Au début, j’ai commencé par contacter moi-même plusieurs associations avec lesquelles nous avons pu contruire des partenariats pontuels. 

Puis, après avoir accordé quelques interviews à des journaux locaux, certaines d’entre elles m’ont contactée d’elles-mêmes, intriguées par mon projet. C’est ainsi que s’est ouverte une nouvelle page de mon aventure : l’achat de lots de vêtements auprès de ces associations.

Avec l’une d’elles, un partenariat s’est même prolongé sur plusieurs années. 

Il s’agissait d’une boutique associative située non loin de ma ville, qui a été mon principal fournisseur jusqu’en 2024. Cette structure réalisait une sélection très rigoureuse de dons de vêtements destinés à la vente : chaque pièce devait être en excellent état, sans déchirures ni tâches, débarrassée de toute étiquette portant le nom de ses anciens propriétaires et suffisamment intemporelle pour traverser les modes et les époques.
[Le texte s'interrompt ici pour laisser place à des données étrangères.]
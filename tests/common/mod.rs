#![allow(dead_code)]

use atmos_scene::{
    app::{settings::RenderSettings, state::AppState},
    cli::Cli,
    data::{SnapshotSource, demo::DemoRotation},
    domain::weather::{WeatherCondition, WeatherSnapshot},
    ui::theme::ColorCapability,
};
use chrono::{DateTime, TimeZone, Utc};
use clap::Parser;
use rand::{SeedableRng, rngs::StdRng};

pub const NOON: i64 = 1_700_000_000;

pub fn noon() -> DateTime<Utc> {
    Utc.timestamp_opt(NOON, 0).single().expect("valid timestamp")
}

pub fn rng(seed: u64) -> StdRng {
    StdRng::seed_from_u64(seed)
}

/// A reading whose sun times put `noon()` inside (daylight) or outside the day.
pub fn reading(main: &str, temp: f32, clouds: Option<f32>, daylight: bool) -> WeatherSnapshot {
    let (sunrise, sunset) = if daylight {
        (NOON - 6 * 3_600, NOON + 6 * 3_600)
    } else {
        (NOON + 6 * 3_600, NOON + 18 * 3_600)
    };
    WeatherSnapshot {
        temp,
        feels_like: temp,
        humidity: 60.0,
        pressure: 1_012.0,
        dew_point: temp - 4.0,
        uvi: 2.0,
        clouds,
        visibility: 10_000.0,
        wind_speed: 3.5,
        wind_deg: 200.0,
        sunrise,
        sunset,
        weather: vec![WeatherCondition::new(main, main.to_lowercase())],
    }
}

pub fn demo_cli(args: &[&str]) -> Cli {
    let mut argv = vec!["atmos-scene"];
    argv.extend_from_slice(args);
    Cli::parse_from(argv)
}

pub fn demo_state(args: &[&str], viewport: (u16, u16)) -> AppState {
    let cli = demo_cli(args);
    AppState::new(
        SnapshotSource::Demo(DemoRotation::new()),
        RenderSettings::from_cli_defaults(&cli),
        ColorCapability::TrueColor,
        viewport,
    )
}
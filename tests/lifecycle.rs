mod common;

use std::time::Duration;

use atmos_scene::{
    app::{
        controller::{SceneController, SnapshotChange},
        events::{AppEvent, FrameLoop},
    },
    domain::weather::DayPhase,
    scene::{ElementKind, resources::ResourceLedger},
    ui,
};
use common::{demo_state, noon, reading};
use ratatui::{Terminal, backend::TestBackend};
use tokio::{sync::mpsc, time::timeout};

fn screen_lines(terminal: &Terminal<TestBackend>) -> Vec<String> {
    let buffer = terminal.backend().buffer();
    let area = buffer.area;
    (0..area.height)
        .map(|y| {
            (0..area.width)
                .map(|x| buffer[(x, y)].symbol())
                .collect::<String>()
        })
        .collect()
}

#[test]
fn renders_scene_and_hud_onto_test_backend() {
    let mut state = demo_state(&["--ascii-icons"], (60, 20));
    state.controller.mount_at(60, 20, Some(reading("Rain", 12.0, Some(80.0), true)), noon());

    let mut terminal = Terminal::new(TestBackend::new(60, 20)).expect("terminal");
    terminal
        .draw(|frame| ui::render(frame, &mut state))
        .expect("draw");

    let lines = screen_lines(&terminal);
    assert!(lines[0].starts_with(" RAN 12° rain · clouds 80% · day"));
    let blocks = lines[1..].iter().flat_map(|l| l.chars()).filter(|c| *c == '▀').count();
    assert_eq!(blocks, 60 * 19);

    let buffer = terminal.backend().buffer();
    let sphere = &buffer[(30, 10)];
    let sky = &buffer[(59, 19)];
    assert_ne!(sphere.fg, sky.fg, "sphere pixels differ from the sky behind them");
}

#[test]
fn hud_can_be_hidden() {
    let mut state = demo_state(&["--no-hud"], (40, 12));
    state.controller.mount_at(40, 12, None, noon());

    let mut terminal = Terminal::new(TestBackend::new(40, 12)).expect("terminal");
    terminal
        .draw(|frame| ui::render(frame, &mut state))
        .expect("draw");
    let lines = screen_lines(&terminal);
    assert!(lines[0].chars().all(|c| c == '▀'));
}

#[test]
fn tiny_terminal_shows_warning() {
    let mut state = demo_state(&[], (12, 4));
    state.controller.mount_at(12, 4, None, noon());

    let mut terminal = Terminal::new(TestBackend::new(12, 4)).expect("terminal");
    terminal
        .draw(|frame| ui::render(frame, &mut state))
        .expect("draw");
    let text = screen_lines(&terminal).join("");
    assert!(!text.contains('▀'));
    assert!(text.contains("Termin"));
}

#[test]
fn error_badge_is_drawn_bottom_right() {
    let mut state = demo_state(&[], (50, 12));
    state.controller.mount_at(50, 12, None, noon());
    state.last_error = Some("snapshot now.json is empty".to_string());

    let mut terminal = Terminal::new(TestBackend::new(50, 12)).expect("terminal");
    terminal
        .draw(|frame| ui::render(frame, &mut state))
        .expect("draw");
    let lines = screen_lines(&terminal);
    assert!(lines[11].contains("⚠ snapshot now.json is empty"));
}

#[test]
fn ledger_returns_to_zero_across_rebuilds_and_unmount() {
    let ledger = ResourceLedger::new();
    let mut controller = SceneController::new(ledger.clone());
    controller.mount_at(30, 10, Some(reading("Clear", 22.0, Some(10.0), true)), noon());

    let change = controller.set_snapshot_at(Some(reading("Rain", 9.0, Some(90.0), false)), noon());
    assert_eq!(change, SnapshotChange::Rebuilt);
    assert_eq!(controller.phase(), DayPhase::Night);
    let scene = controller.scene().expect("mounted");
    assert_eq!(scene.count(ElementKind::Rain), 1);
    assert_eq!(ledger.live(), scene.resource_ids().len() as u64 + 1);

    let change = controller.set_snapshot_at(Some(reading("Rain", 3.0, Some(30.0), false)), noon());
    assert_eq!(change, SnapshotChange::Refreshed);

    controller.unmount();
    assert_eq!(ledger.live(), 0);
    drop(controller);
    assert_eq!(ledger.allocated(), ledger.released());
}

#[tokio::test]
async fn frame_loop_drives_ticks_until_unmount() {
    let (tx, mut rx) = mpsc::channel(16);
    let mut controller = SceneController::default();
    controller.mount_at(30, 10, None, noon());
    controller.attach_frame_loop(FrameLoop::start(tx, 60));

    for _ in 0..3 {
        let event = timeout(Duration::from_secs(2), rx.recv())
            .await
            .expect("tick arrives");
        assert!(matches!(event, Some(AppEvent::TickFrame)));
        controller.tick(Duration::from_millis(16));
    }
    assert!(controller.elapsed_ms() > 0.0);

    controller.unmount();
    let closed = timeout(Duration::from_secs(2), async {
        while rx.recv().await.is_some() {}
    })
    .await;
    assert!(closed.is_ok());
    assert_eq!(controller.ledger().live(), 0);
}
use std::time::Duration;

/// Longest frame delta folded into the timeline; a stalled or suspended host resumes smoothly.
pub const MAX_FRAME_DELTA: Duration = Duration::from_millis(250);

/// Scene timeline. Only grows, only by clamped frame deltas, and not while paused.
#[derive(Debug, Clone, Default)]
pub struct Clock {
    elapsed: Duration,
    paused: bool,
}

impl Clock {
    #[must_use]
    pub fn new() -> Self {
        Self::default()
    }

    /// Folds one frame delta into the timeline and returns the elapsed milliseconds.
    pub fn tick(&mut self, delta: Duration) -> f64 {
        if !self.paused {
            self.elapsed += delta.min(MAX_FRAME_DELTA);
        }
        self.elapsed_ms()
    }

    #[must_use]
    pub fn elapsed_ms(&self) -> f64 {
        self.elapsed.as_secs_f64() * 1000.0
    }

    pub fn pause(&mut self) {
        self.paused = true;
    }

    pub fn resume(&mut self) {
        self.paused = false;
    }

    pub fn toggle(&mut self) {
        self.paused = !self.paused;
    }

    #[must_use]
    pub fn is_paused(&self) -> bool {
        self.paused
    }
}

#[cfg(test)]
mod tests {
    use super::*;

    #[test]
    fn accumulates_frame_deltas() {
        let mut clock = Clock::new();
        clock.tick(Duration::from_millis(16));
        let ms = clock.tick(Duration::from_millis(17));
        assert!((ms - 33.0).abs() < 1e-9);
    }

    #[test]
    fn long_gaps_are_clamped() {
        let mut clock = Clock::new();
        let ms = clock.tick(Duration::from_secs(30));
        assert!((ms - 250.0).abs() < 1e-9);
    }

    #[test]
    fn paused_clock_holds_still() {
        let mut clock = Clock::new();
        clock.tick(Duration::from_millis(100));
        clock.pause();
        clock.tick(Duration::from_millis(100));
        assert!((clock.elapsed_ms() - 100.0).abs() < 1e-9);

        clock.resume();
        clock.tick(Duration::from_millis(50));
        assert!((clock.elapsed_ms() - 150.0).abs() < 1e-9);
    }

    #[test]
    fn toggle_flips_pause_state() {
        let mut clock = Clock::new();
        clock.toggle();
        assert!(clock.is_paused());
        clock.toggle();
        assert!(!clock.is_paused());
    }
}
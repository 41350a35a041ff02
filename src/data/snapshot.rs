use std::path::{Path, PathBuf};

use serde::Deserialize;
use thiserror::Error;

use crate::domain::weather::WeatherSnapshot;

#[derive(Debug, Error)]
pub enum SnapshotError {
    #[error("reading snapshot {} failed: {source}", path.display())]
    Io {
        path: PathBuf,
        source: std::io::Error,
    },
    #[error("snapshot {} is not a weather reading: {source}", path.display())]
    Parse {
        path: PathBuf,
        source: serde_json::Error,
    },
    #[error("snapshot {} is empty", path.display())]
    Empty { path: PathBuf },
}

/// Accepts either a bare reading or a One Call style document wrapping it in `current`.
#[derive(Debug, Deserialize)]
#[serde(untagged)]
enum SnapshotDocument {
    Envelope { current: WeatherSnapshot },
    Bare(WeatherSnapshot),
}

impl SnapshotDocument {
    fn into_snapshot(self) -> WeatherSnapshot {
        match self {
            Self::Envelope { current } => current,
            Self::Bare(snapshot) => snapshot,
        }
    }
}

pub fn parse_snapshot(text: &str, path: &Path) -> Result<WeatherSnapshot, SnapshotError> {
    if text.trim().is_empty() {
        return Err(SnapshotError::Empty {
            path: path.to_path_buf(),
        });
    }
    serde_json::from_str::<SnapshotDocument>(text)
        .map(SnapshotDocument::into_snapshot)
        .map_err(|source| SnapshotError::Parse {
            path: path.to_path_buf(),
            source,
        })
}

/// A snapshot on disk, re-read on every load so edits show up on the next refresh.
#[derive(Debug, Clone, PartialEq, Eq)]
pub struct SnapshotFile {
    path: PathBuf,
}

impl SnapshotFile {
    #[must_use]
    pub fn new(path: impl Into<PathBuf>) -> Self {
        Self { path: path.into() }
    }

    #[must_use]
    pub fn path(&self) -> &Path {
        &self.path
    }

    pub async fn load(&self) -> Result<WeatherSnapshot, SnapshotError> {
        let text = tokio::fs::read_to_string(&self.path)
            .await
            .map_err(|source| SnapshotError::Io {
                path: self.path.clone(),
                source,
            })?;
        parse_snapshot(&text, &self.path)
    }
}

#[cfg(test)]
mod tests {
    use super::*;

    const BARE: &str = r#"{"temp": 7.5, "clouds": 40, "weather": [{"main": "Rain"}]}"#;

    #[test]
    fn parses_bare_reading() {
        let snapshot = parse_snapshot(BARE, Path::new("bare.json")).expect("bare parses");
        assert!((snapshot.temp - 7.5).abs() < f32::EPSILON);
        assert_eq!(snapshot.clouds, Some(40.0));
        assert!(snapshot.is_raining());
    }

    #[test]
    fn parses_envelope_and_ignores_extra_blocks() {
        let text = r#"{
            "lat": 59.33,
            "lon": 18.07,
            "current": {"temp": -2.0, "sunrise": 10, "sunset": 20, "weather": [{"main": "Snow", "description": "light snow"}]},
            "hourly": [{"temp": -3.0}]
        }"#;
        let snapshot = parse_snapshot(text, Path::new("onecall.json")).expect("envelope parses");
        assert!((snapshot.temp + 2.0).abs() < f32::EPSILON);
        assert_eq!(snapshot.sunset, 20);
        assert_eq!(snapshot.weather[0].description, "light snow");
    }

    #[test]
    fn blank_text_is_empty_error() {
        let err = parse_snapshot("  \n", Path::new("blank.json")).expect_err("blank");
        assert!(matches!(err, SnapshotError::Empty { .. }));
        assert_eq!(err.to_string(), "snapshot blank.json is empty");
    }

    #[test]
    fn missing_temperature_is_parse_error() {
        let err = parse_snapshot(r#"{"clouds": 10}"#, Path::new("x.json")).expect_err("no temp");
        assert!(matches!(err, SnapshotError::Parse { .. }));
    }
}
Avant que nos chemins ne se croisent, tous les vêtements qui ne répondaient pas à ces critères étaient tout simplement envoyés à la déchetterie . 

En 2019, cette organisation pris contact avec moi et ce fut le début d'une belle collaboration entre nous. 

Je m'engageais tous les 2 ou 3 mois à leur acheter des lots de vêtements initialement destinés à être jetés. Grâce à ce partenariat, ces pièces ont échappé à la poubelle et ont entamé une seconde vie, entre restauration, sélection et mise en valeur dans ma boutique.

Cette collaboration fit pleinement sens avec les valeurs d’Un Style Rétro : donner une nouvelle histoire à des vêtements oubliés.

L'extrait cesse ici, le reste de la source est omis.